One of the largest auction and online stores in the world is eBay, but the website is not without its faults. There are many complaints registered by buyers and sellers on the site, including those who eBay claimed violated their laws on what can be sold on the site. If you have the right documentation and can prove your case, you can sue eBay locally.
Ensure that you have a case against eBay, rather than someone selling on eBay. If you have problems with a specific seller, such as a seller not sending your item or sending a broken item, you can’t sue eBay--you must sue the seller.
Gather any evidence you have that proves you have a case against eBay. For example, if the company suspended your account for selling illegal materials, you have to prove that the items didn’t violate the terms of service or that you never sold those products.

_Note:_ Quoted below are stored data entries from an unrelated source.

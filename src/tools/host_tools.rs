use serde_json::{Map, Value};

use super::{
    arg_i64, arg_str, render_data, ParamKind, ToolContext, ToolError, ToolParam, ToolSpec,
};
use crate::host::ColorLabel;

const IMG_ID: ToolParam = ToolParam {
    name: "img_id",
    kind: ParamKind::Integer,
    description: "Image id in the darktable library",
    required: true,
};

pub(super) const SPECS: &[ToolSpec] = &[
    ToolSpec {
        name: "set_rating",
        description: "Set the star rating for an image (0-5, or -1 for reject).",
        params: &[
            IMG_ID,
            ToolParam {
                name: "rating",
                kind: ParamKind::Integer,
                description: "Stars 0-5, -1 rejects",
                required: true,
            },
        ],
        handler: set_rating,
    },
    ToolSpec {
        name: "attach_tag",
        description: "Attach a tag to an image.",
        params: &[
            IMG_ID,
            ToolParam {
                name: "tag_name",
                kind: ParamKind::String,
                description: "Tag path, e.g. places|Paris",
                required: true,
            },
        ],
        handler: attach_tag,
    },
    ToolSpec {
        name: "apply_style",
        description: "Apply a named style (preset) to an image.",
        params: &[
            IMG_ID,
            ToolParam {
                name: "style_name",
                kind: ParamKind::String,
                description: "Name of an installed darktable style",
                required: true,
            },
        ],
        handler: apply_style,
    },
    ToolSpec {
        name: "set_color_label",
        description: "Set a color label (red, yellow, green, blue, purple) on an image.",
        params: &[
            IMG_ID,
            ToolParam {
                name: "label",
                kind: ParamKind::String,
                description: "red | yellow | green | blue | purple",
                required: true,
            },
        ],
        handler: set_color_label,
    },
    ToolSpec {
        name: "get_selection",
        description: "List the images currently selected in darktable.",
        params: &[],
        handler: get_selection,
    },
];

fn set_rating(ctx: &ToolContext, args: &Map<String, Value>) -> Result<String, ToolError> {
    let img_id = arg_i64(args, "img_id")?;
    let rating = arg_i64(args, "rating")?;
    Ok(render_data(ctx.host.set_rating(img_id, rating)?))
}

fn attach_tag(ctx: &ToolContext, args: &Map<String, Value>) -> Result<String, ToolError> {
    let img_id = arg_i64(args, "img_id")?;
    let tag_name = arg_str(args, "tag_name")?;
    Ok(render_data(ctx.host.attach_tag(img_id, tag_name)?))
}

fn apply_style(ctx: &ToolContext, args: &Map<String, Value>) -> Result<String, ToolError> {
    let img_id = arg_i64(args, "img_id")?;
    let style_name = arg_str(args, "style_name")?;
    Ok(render_data(ctx.host.apply_style(img_id, style_name)?))
}

fn set_color_label(ctx: &ToolContext, args: &Map<String, Value>) -> Result<String, ToolError> {
    let img_id = arg_i64(args, "img_id")?;
    let label = arg_str(args, "label")?.parse::<ColorLabel>()?;
    Ok(render_data(ctx.host.set_color_label(img_id, label)?))
}

fn get_selection(ctx: &ToolContext, _args: &Map<String, Value>) -> Result<String, ToolError> {
    let items = ctx.host.get_selection()?;
    if items.is_empty() {
        return Ok(String::from("No images selected."));
    }
    serde_json::to_string_pretty(&items)
        .map_err(|e| ToolError::Aborted(format!("Failed to render selection: {e}")))
}

#[cfg(test)]
mod tests {
    use crate::analysis::testing::FakeAnalyzer;
    use crate::host::testing::ScriptedTransport;
    use crate::mailbox::Response;
    use crate::tools::testing::{args, harness};
    use serde_json::json;

    #[test]
    fn set_rating_rejects_six_without_round_trip() {
        let h = harness(ScriptedTransport::always_ok(), FakeAnalyzer::default());
        let err = h
            .dispatcher
            .invoke("set_rating", &args(json!({"img_id": 4, "rating": 6})))
            .expect_err("rating 6 is invalid");
        assert_eq!(err.to_string(), "Rating must be between -1 and 5");
        assert!(h.transport.commands().is_empty());
    }

    #[test]
    fn set_rating_returns_host_payload() {
        let h = harness(ScriptedTransport::always_ok(), FakeAnalyzer::default());
        h.transport
            .push_reply(Ok(Response::ok(Some(json!({"img_id": 4, "rating": -1})))));
        let out = h
            .dispatcher
            .invoke("set_rating", &args(json!({"img_id": 4, "rating": -1})))
            .expect("reject is valid");
        let parsed: serde_json::Value = serde_json::from_str(out.as_str()).expect("json output");
        assert_eq!(parsed["status"], json!("ok"));
        assert_eq!(parsed["data"]["rating"], json!(-1));
    }

    #[test]
    fn set_color_label_validates_label_locally() {
        let h = harness(ScriptedTransport::always_ok(), FakeAnalyzer::default());
        let err = h
            .dispatcher
            .invoke("set_color_label", &args(json!({"img_id": 1, "label": "magenta"})))
            .expect_err("invalid label");
        assert!(err.to_string().contains("magenta"));
        assert!(h.transport.commands().is_empty());
    }

    #[test]
    fn missing_argument_is_named() {
        let h = harness(ScriptedTransport::always_ok(), FakeAnalyzer::default());
        let err = h
            .dispatcher
            .invoke("attach_tag", &args(json!({"img_id": 1})))
            .expect_err("tag_name missing");
        assert!(err.to_string().contains("tag_name"));
    }
}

Find evidence that supports your experience with eBay. You’ll need to print off copies of any correspondence you had with the company, as well as copies of your eBay account. Also get a printout of all feedback you’ve received, including your feedback statistics.
Retain a lawyer in your area who handles large and small claims cases, preferably one with experience working against eBay or other websites. Your lawyer will help determine if you need to file in small claims court or if you have a larger case.

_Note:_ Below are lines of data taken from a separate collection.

use std::fs;
use std::path::{Path, PathBuf};
use std::sync::{Arc, Mutex, PoisonError};

use chrono::Utc;
use serde::{Deserialize, Serialize};
use tracing::{debug, warn};

use super::{write_atomic, MailboxLayout};

/// Latest progress/error state shown by the host-side MCP view.
#[derive(Debug, Clone, PartialEq, Serialize, Deserialize)]
pub struct StatusMessage {
    pub message: String,
    pub error: bool,
    pub timestamp: f64,
}

impl StatusMessage {
    pub fn now(message: impl Into<String>, error: bool) -> Self {
        Self {
            message: message.into(),
            error,
            timestamp: Utc::now().timestamp_micros() as f64 / 1_000_000.0,
        }
    }
}

/// One-way notification interface. Implementations must not block on a
/// reader and must not surface failures to the caller.
pub trait StatusSink: Send + Sync + 'static {
    fn publish(&self, message: &str, is_error: bool);
}

pub type SharedStatusSink = Arc<dyn StatusSink>;

#[derive(Debug)]
pub struct StatusChannel {
    path: PathBuf,
    // Publishers share one staging file; serialize them so a rename never
    // moves another writer's half-written document into place.
    write_lock: Mutex<()>,
}

impl StatusChannel {
    pub fn new(layout: &MailboxLayout) -> Self {
        Self {
            path: layout.status_path(),
            write_lock: Mutex::new(()),
        }
    }

    pub fn path(&self) -> &Path {
        self.path.as_path()
    }

    pub fn read_latest(&self) -> Option<StatusMessage> {
        read_status_file(self.path.as_path())
    }

    fn try_publish(&self, status: &StatusMessage) -> std::io::Result<()> {
        let payload = serde_json::to_vec(status)?;
        let _guard = self
            .write_lock
            .lock()
            .unwrap_or_else(PoisonError::into_inner);
        if let Some(parent) = self.path.parent() {
            fs::create_dir_all(parent)?;
        }
        write_atomic(self.path.as_path(), payload.as_slice())
    }
}

impl StatusSink for StatusChannel {
    fn publish(&self, message: &str, is_error: bool) {
        let status = StatusMessage::now(message, is_error);
        match self.try_publish(&status) {
            Ok(()) => debug!(error = is_error, status = message, "status published"),
            Err(err) => warn!(error = %err, path = %self.path.display(), "failed to publish status"),
        }
    }
}

pub fn read_status_file(path: &Path) -> Option<StatusMessage> {
    let raw = fs::read(path).ok()?;
    serde_json::from_slice(raw.as_slice()).ok()
}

File suit in the county courthouse where you live. The court determines if the case has merit and, if it does, will contact eBay. It’s up to eBay to show proof that the company is in the clear and that you were at fault. The website must prove that your case is wrong.
- If the case is sent to the state court, the court may side with eBay. When this happens, you’ll be responsible for paying the court costs,and additionally the company may sue you for breach of contract.